Sotheby’s has already tested a new time-based bidding system, along the same principle as used by eBay, which could soon lead to an all-electronic auction system. “That is a gigantic leap forward where you have electronic buying and electronic consignments. You can take your phone, fill an electronic form on our website and you can consign things that way too. Electronic consignments and sales will be a rapidly growing proportion of our business in the coming years,” he said.

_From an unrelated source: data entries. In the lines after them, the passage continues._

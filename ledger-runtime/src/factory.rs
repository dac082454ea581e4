//! Creates resources for a business network's declared types.

use chrono::Utc;
use serde_json::Value;
use std::sync::Arc;

use crate::error::{Result, RuntimeError};
use crate::model::{DeclarationKind, Introspector};
use crate::resource::{Relationship, Resource};

#[derive(Debug, Clone)]
pub struct Factory {
    introspector: Arc<Introspector>,
}

impl Factory {
    pub fn new(introspector: Arc<Introspector>) -> Self {
        Self { introspector }
    }

    /// A new asset or participant with its identifying field set.
    pub fn new_resource(&self, fqn: &str, identifier: &str) -> Result<Resource> {
        self.create(fqn, identifier, &[DeclarationKind::Asset, DeclarationKind::Participant])
    }

    /// A new transaction with a fresh ID and timestamp.
    pub fn new_transaction(&self, fqn: &str) -> Result<Resource> {
        let id = uuid::Uuid::new_v4().to_string();
        let mut tx = self.create(fqn, &id, &[DeclarationKind::Transaction])?;
        tx.set("timestamp", Value::String(Utc::now().to_rfc3339()));
        Ok(tx)
    }

    /// A new event; its ID is assigned when it is emitted.
    pub fn new_event(&self, fqn: &str) -> Result<Resource> {
        let mut event = self.create(fqn, "", &[DeclarationKind::Event])?;
        event.set("timestamp", Value::String(Utc::now().to_rfc3339()));
        Ok(event)
    }

    pub fn new_relationship(&self, fqn: &str, identifier: &str) -> Result<Relationship> {
        self.introspector.get(fqn)?;
        Relationship::new(fqn, identifier)
    }

    fn create(&self, fqn: &str, identifier: &str, kinds: &[DeclarationKind]) -> Result<Resource> {
        let declaration = self.introspector.get(fqn)?;
        if !kinds.contains(&declaration.kind) {
            return Err(RuntimeError::Resource(format!(
                "{fqn} is a {}, not a {}",
                declaration.kind,
                kinds
                    .iter()
                    .map(ToString::to_string)
                    .collect::<Vec<_>>()
                    .join(" or ")
            )));
        }
        if declaration.is_abstract {
            return Err(RuntimeError::Resource(format!(
                "Cannot instantiate abstract type {fqn}"
            )));
        }

        let mut resource = Resource::new(fqn, identifier)?;
        if let Some(field) = &declaration.identified_by {
            resource.set(field.clone(), Value::String(identifier.to_string()));
        }
        Ok(resource)
    }
}

#[cfg(test)]
mod tests {
    use super::*;
    use crate::model::ModelFile;
    use serde_json::json;

    fn factory() -> Factory {
        let model = ModelFile::new("org.acme")
            .asset("Sheep", "sheepId")
            .transaction("BuySheep")
            .event("SheepSold");
        Factory::new(Arc::new(Introspector::new(&[model]).unwrap()))
    }

    #[test]
    fn test_new_resource_sets_identifier_field() {
        let sheep = factory().new_resource("org.acme.Sheep", "1").unwrap();
        assert_eq!(sheep.get("sheepId"), Some(&json!("1")));
    }

    #[test]
    fn test_new_transaction_has_id_and_timestamp() {
        let tx = factory().new_transaction("org.acme.BuySheep").unwrap();
        assert!(!tx.identifier.is_empty());
        assert_eq!(tx.get("transactionId"), Some(&json!(tx.identifier)));
        assert!(tx.get("timestamp").is_some());
    }

    #[test]
    fn test_kind_mismatch() {
        let err = factory().new_resource("org.acme.BuySheep", "1").unwrap_err();
        assert!(err.to_string().contains("is a Transaction"));
    }
}
//! Ledger Store - collection-oriented document storage
//!
//! Provides the persistence layer for the ledger runtime:
//! - `DataService` / `DataCollection`: named collections of JSON objects
//! - A single serialized write queue per service
//! - Staged (deferred) writes with commit / rollback per session
//! - Pluggable backends: in-memory, sled, filesystem
//!
//! # Architecture
//!
//! ```text
//! ┌──────────────────────────────────────────┐
//! │              DataService                 │
//! │   sessions ── staging ── handle_action   │
//! └────────────────────┬─────────────────────┘
//!                      │ batches
//!               ┌──────▼──────┐
//!               │ WriteQueue  │ (one worker)
//!               └──────┬──────┘
//!        ┌─────────────┼─────────────┐
//!        ▼             ▼             ▼
//!   MemoryBackend  SledBackend   FsBackend
//! ```

pub mod action;
pub mod backend;
pub mod collection;
pub mod error;
pub mod service;

mod queue;
mod staging;

pub use action::Action;
pub use backend::{FsBackend, MemoryBackend, SledBackend, SledConfig, StorageBackend};
pub use collection::DataCollection;
pub use error::{Result, StoreError};
pub use service::{DataService, DataServiceOptions};
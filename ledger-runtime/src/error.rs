//! Error types for ledger-runtime

use ledger_store::StoreError;
use thiserror::Error;

/// Why the caller's identity was rejected.
#[derive(Debug, Clone, PartialEq, Eq)]
pub enum IdentityRejection {
    /// No identity record matches the caller
    NotRegistered,
    Revoked,
    /// ISSUED or BOUND; only `activateIdentity` is permitted
    ActivationRequired,
    /// The mapped participant does not exist
    ParticipantMissing,
}

#[derive(Error, Debug)]
pub enum RuntimeError {
    #[error("Invalid arguments \"{args}\" to function \"{function}\", expecting \"{expected}\"")]
    InvalidArguments {
        function: String,
        /// JSON rendering of the supplied arguments
        args: String,
        /// JSON rendering of the expected argument names
        expected: String,
    },

    #[error("Unsupported function \"{function}\" with arguments \"{args}\"")]
    UnsupportedFunction { function: String, args: String },

    #[error(transparent)]
    Store(#[from] StoreError),

    #[error("Could not determine the participant for identity '{identifier}'. The identity may be invalid or may have been revoked.")]
    IdentityInvalid {
        identifier: String,
        reason: IdentityRejection,
    },

    #[error("{0}")]
    Identity(String),

    #[error("{0}")]
    Resource(String),

    #[error("Model error: {0}")]
    Model(String),

    #[error("Invalid business network archive: {0}")]
    Archive(String),

    #[error("Could not find any functions to execute for transaction {0}")]
    NoProcessors(String),

    #[error("Transaction processor '{function}' failed: {source}")]
    Processor {
        function: String,
        #[source]
        source: anyhow::Error,
    },

    #[error("Must call initialize before calling this function")]
    NotInitialized,

    #[error("The business network has been undeployed")]
    Undeployed,

    #[error("Call cancelled")]
    Cancelled,

    #[error("Call timed out after {0}ms")]
    TimedOut(u64),

    #[error("Logging error: {0}")]
    Logging(String),

    #[error("Configuration error: {0}")]
    Config(String),

    #[error("JSON error: {0}")]
    Json(#[from] serde_json::Error),
}

impl RuntimeError {
    pub(crate) fn invalid_arguments(function: &str, args: &[String], expected: &[&str]) -> Self {
        Self::InvalidArguments {
            function: function.to_string(),
            args: render_json(args),
            expected: render_json(expected),
        }
    }

    pub(crate) fn unsupported_function(function: &str, args: &[String]) -> Self {
        Self::UnsupportedFunction {
            function: function.to_string(),
            args: render_json(args),
        }
    }

    /// True when the error is a storage "does not exist" error.
    pub fn is_not_found(&self) -> bool {
        matches!(self, Self::Store(e) if e.is_not_found())
    }

    /// True when the error is a storage "already exists" error.
    pub fn is_duplicate(&self) -> bool {
        matches!(self, Self::Store(e) if e.is_duplicate())
    }
}

fn render_json<T: serde::Serialize + ?Sized>(value: &T) -> String {
    serde_json::to_string(value).unwrap_or_default()
}

pub type Result<T> = std::result::Result<T, RuntimeError>;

Smith’s background is in keeping with the task of introducing 21st-century techniques to a business with 18th-century origins. A McKinsey alumni, he was an executive with various companies in the entertainment, leisure and information businesses, before joining the Madison Square Garden Company, the group that runs the iconic New York entertainment venue and other sports and leisure operations.
As with the rest of the companies that Smith has worked for, Sotheby’s is entering the digital age in a hurry. “Each of them has a certain creative part of the business that is attached to another part that is a selling organization and the support services for that, and crucially all of them are increasingly dependent on digital marketing technologies,” he said, like a true digital executive.
But the job with Sotheby’s appears to mean more to him than just another bit of Internet-age experimentation. “This really isn’t work, it’s a gift to be in an organization with these talented people and these beautiful objects and the ability constantly to learn. For the past four years I’ve had the opportunity to learn more about art and collectibles and jewelry and watches, and to see all parts of the world,” he said.
The only frustration of the role? He thought for a brief moment. “Jet lag,” he answered.